Helí Mejía, alias Martín Sombra, es un soldado campesino, con rango medio alto, que no puede ver más allá de la orden que se le imparte y las dificultades que para cumplirla imponen la trocha y el enemigo. La guerra de guerrillas asigna como tortura mayor un tedio de grillos y quietudes, una imposición larga de silencios y cavilaciones. Luego de 35 años de vida guerrillera parece que Martín Sombra no ha logrado hacerse una sola pregunta acerca de sus obligaciones de verdugo. Sólo bajar la guillotina todos los días, guiar su rebaño de secuestrados y cerrar la cerca con el celo y la inocencia de un pastor viejo y resignado. Con su vara larga y un fusil como fusta.
Cuando le preguntan por lo que sentía al ver a sus prisioneros durante meses y meses en las jaulas que él mismo ideó, Sombra dice ser un muy buen enemigo. Donde los televidentes vemos atrocidades él ve las urgencias que implica llevar una encomienda: “Yo hice lo mío humanitariamente hasta donde podía. Les mejoré la comida y hacerlos respetar. Ellos lo pueden decir. Cuando el capitán Julián Guevara decía que lo dejaran morir, le dábamos el epamín para que se sostuviera.” Por momentos Martín Sombra se siente como un agente humanitario entre el gobierno y las Farc, un hombre simple obligado a salvar una encrucijada por su experiencia para “correr”: “Les hice el favor a las Farc y al gobierno de cuidarlos y entregarlos con vida. Yo los salvé de varios asaltos y bombardeos y los entregué bien.”
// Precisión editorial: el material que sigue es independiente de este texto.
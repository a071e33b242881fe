//! Stream module - the normalized event protocol sent to clients.

mod event;
mod metrics;

pub use event::{StreamEvent, THINKING_STATUS};
pub use metrics::{StreamClock, StreamMetrics};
Luego le preguntan si no le teme a la extradición por haber tenido a su cargo a los tres gringos en las selvas del sur, Sombra responde extrañado, casi ofendido: “Y por qué me van a extraditar, si yo le que hice fue cuidarlos, mantenerlos con vida, cumplir con la obligación que se me había encomendado.” Al hablar de los gringos, los míticos enemigos, se revela una fascinación infantil, una lógica de película para adolescentes que parece estar detrás de los hombres del talante de Marulanda: “A nosotros el Secretariado nos había dicho que tuviéramos cuidado con los gringos, que eran fuerzas especiales, que si lo cogían a uno, lo partían en dos. Yo con el transcurso del tiempo fui mirando y llegué a mis propias conclusiones: que el viejito es un veterano y que el otro era mecánico.” El asombro de Martín me recordó a dos niños japoneses en una novela corta de Kenzaburo Oé llamada La presa. Un avión norteamericano cae en territorio japonés y uno de los pilotos, un negro, es capturado en la aldea donde viven los dos niños que dedican miradas desorbitadas a la presa: “Caminaba con su ancha cara negra y reluciente y levantada al cielo, donde todavía se demoraba un resto de luz, y cojeaba ligeramente arrastrando una pierna.” Los niños asisten al más deslumbrante de los circos, contemplan aterrados lo que según parece es una fiera peligrosa. Miran con los mismos ojos con los que Martín Sombra miraba a los gringos al comienzo de su cautiverio.
Helí Mejía habla de la cesárea de Clara Rojas como un veterinario primerizo y de la crianza del niño Emmanuel como el cazador que se encariña con las crías del mono abatido. Es tal su naturalidad para referirse a lo que nos causa escalofríos que por momentos es imposible contener una sonrisa. Parece que hablara con la sangre fría de Tola y Maruja. Leer su entrevista nos sirve para responder la gran pregunta que se hacían los dos niños japoneses antes de ver al piloto negro: “¿Qué cara deben tener los enemigos?”